US 12,339,915 B2
Contextual bandit model for query processing model selection
Vinesh Reddy Gudla, South San Francisco, CA (US); David Vengerov, San Jose, CA (US); and Tejaswi Tenneti, San Carlos, CA (US)
Assigned to Maplebear Inc., San Francisco, CA (US)
Filed by Maplebear Inc., San Francisco, CA (US)
Filed on Oct. 27, 2023, as Appl. No. 18/496,724.
Prior Publication US 2025/0139176 A1, May 1, 2025
Int. Cl. G06F 16/95 (2019.01); G06F 16/9532 (2019.01); G06Q 30/0201 (2023.01); G06Q 30/0282 (2023.01); G06Q 30/0601 (2023.01)

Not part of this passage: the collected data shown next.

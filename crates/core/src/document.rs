//! 统一文档提取接口
//!
//! 每种文档格式的提取器都实现 `DocumentExtractor`，把二进制文件转换为纯文本和元数据。

use crate::{CoreError, Result};
use serde::{Deserialize, Serialize};
use std::path::PathBuf;

pub const CONTENT_TYPE_PDF: &str = "application/pdf";
pub const CONTENT_TYPE_DOCX: &str =
    "application/vnd.openxmlformats-officedocument.wordprocessingml.document";
pub const CONTENT_TYPE_DOC: &str = "application/msword";

/// 待提取的文档来源
#[derive(Debug, Clone)]
pub enum DocumentSource {
    /// 磁盘上的文件
    Path(PathBuf),
    /// 已读入内存的文件内容
    Bytes(Vec<u8>),
}

impl DocumentSource {
    /// 用于日志和错误信息的简短描述
    pub fn describe(&self) -> String {
        match self {
            DocumentSource::Path(path) => path.display().to_string(),
            DocumentSource::Bytes(bytes) => format!("<内存 {} 字节>", bytes.len()),
        }
    }
}

impl From<PathBuf> for DocumentSource {
    fn from(path: PathBuf) -> Self {
        DocumentSource::Path(path)
    }
}

impl From<Vec<u8>> for DocumentSource {
    fn from(bytes: Vec<u8>) -> Self {
        DocumentSource::Bytes(bytes)
    }
}

/// 产生内容的引擎角色（仅 PDF 有主/备两套引擎）
#[derive(Debug, Clone, Copy, PartialEq, Eq, Serialize, Deserialize)]
#[serde(rename_all = "snake_case")]
pub enum EngineRole {
    Primary,
    Fallback,
}

/// 提取元数据
///
/// 文档属性字段逐项可选：读取失败或文档未提供时为 `None`，不会影响提取本身。
#[derive(Debug, Clone, Default, PartialEq, Serialize, Deserialize)]
pub struct ExtractionMetadata {
    /// 实际产生内容的提取方式（如 `pdfium`、`lopdf`、`docx`）
    pub extraction_method: String,
    #[serde(default, skip_serializing_if = "Option::is_none")]
    pub engine: Option<EngineRole>,
    #[serde(default, skip_serializing_if = "Option::is_none")]
    pub pages: Option<usize>,
    #[serde(default, skip_serializing_if = "Option::is_none")]
    pub paragraphs: Option<usize>,
    #[serde(default, skip_serializing_if = "Option::is_none")]
    pub tables: Option<usize>,
    #[serde(default, skip_serializing_if = "Option::is_none")]
    pub title: Option<String>,
    #[serde(default, skip_serializing_if = "Option::is_none")]
    pub author: Option<String>,
    #[serde(default, skip_serializing_if = "Option::is_none")]
    pub creator: Option<String>,
    #[serde(default, skip_serializing_if = "Option::is_none")]
    pub creation_date: Option<String>,
    #[serde(default, skip_serializing_if = "Option::is_none")]
    pub modified_date: Option<String>,
}

/// 单个文档的提取结果，所有权完整交给调用方
#[derive(Debug, Clone, PartialEq, Serialize, Deserialize)]
pub struct ExtractionResult {
    pub content: String,
    pub metadata: ExtractionMetadata,
}

/// 统一文档提取接口
pub trait DocumentExtractor: Send + Sync {
    /// 提取纯文本与元数据
    ///
    /// 失败时返回 `CoreError::ExtractionFailed`，其中包含底层原因。
    fn extract(&self, source: &DocumentSource) -> Result<ExtractionResult>;

    /// 该提取器接受的声明类型
    fn supported_content_types(&self) -> &'static [&'static str];
}

/// 去掉首尾空白；全空白视为“没有可提取的文本”
pub fn require_text(content: &str, what: &str) -> Result<String> {
    let trimmed = content.trim();
    if trimmed.is_empty() {
        return Err(CoreError::ExtractionFailed(format!(
            "{}中未找到可提取的文本内容",
            what
        )));
    }
    Ok(trimmed.to_string())
}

CPC G06F 16/9532 (2019.01) [G06Q 30/0201 (2013.01); G06Q 30/0282 (2013.01); G06Q 30/0635 (2013.01)] 16 Claims
OG exemplary drawing
 
1. A computer-implemented method comprising:
receiving, from a client device, a user query for identifying one or more items by an online system, the user query described by one or more query features;
obtaining one or more contextual features describing a context of the user query, wherein the one or more contextual features comprises:
user features describing a user associated with the client device;
retailer features describing one or more retailers hosted by the online system; and
item features describing one or more items listed on the online system; and
applying a contextual bandit model to the query features and the contextual features to select a query processing model from a plurality of query processing models wherein applying the contextual bandit model, further comprises:
outputting, for each query processing model, a predicted reward to the online system for query results identified by the query processing model; and
selecting the query processing model from the plurality of query processing models based on the predicted rewards; and
applying the selected query processing model to the user query to obtain query results; and
transmitting the query results for display on the client device.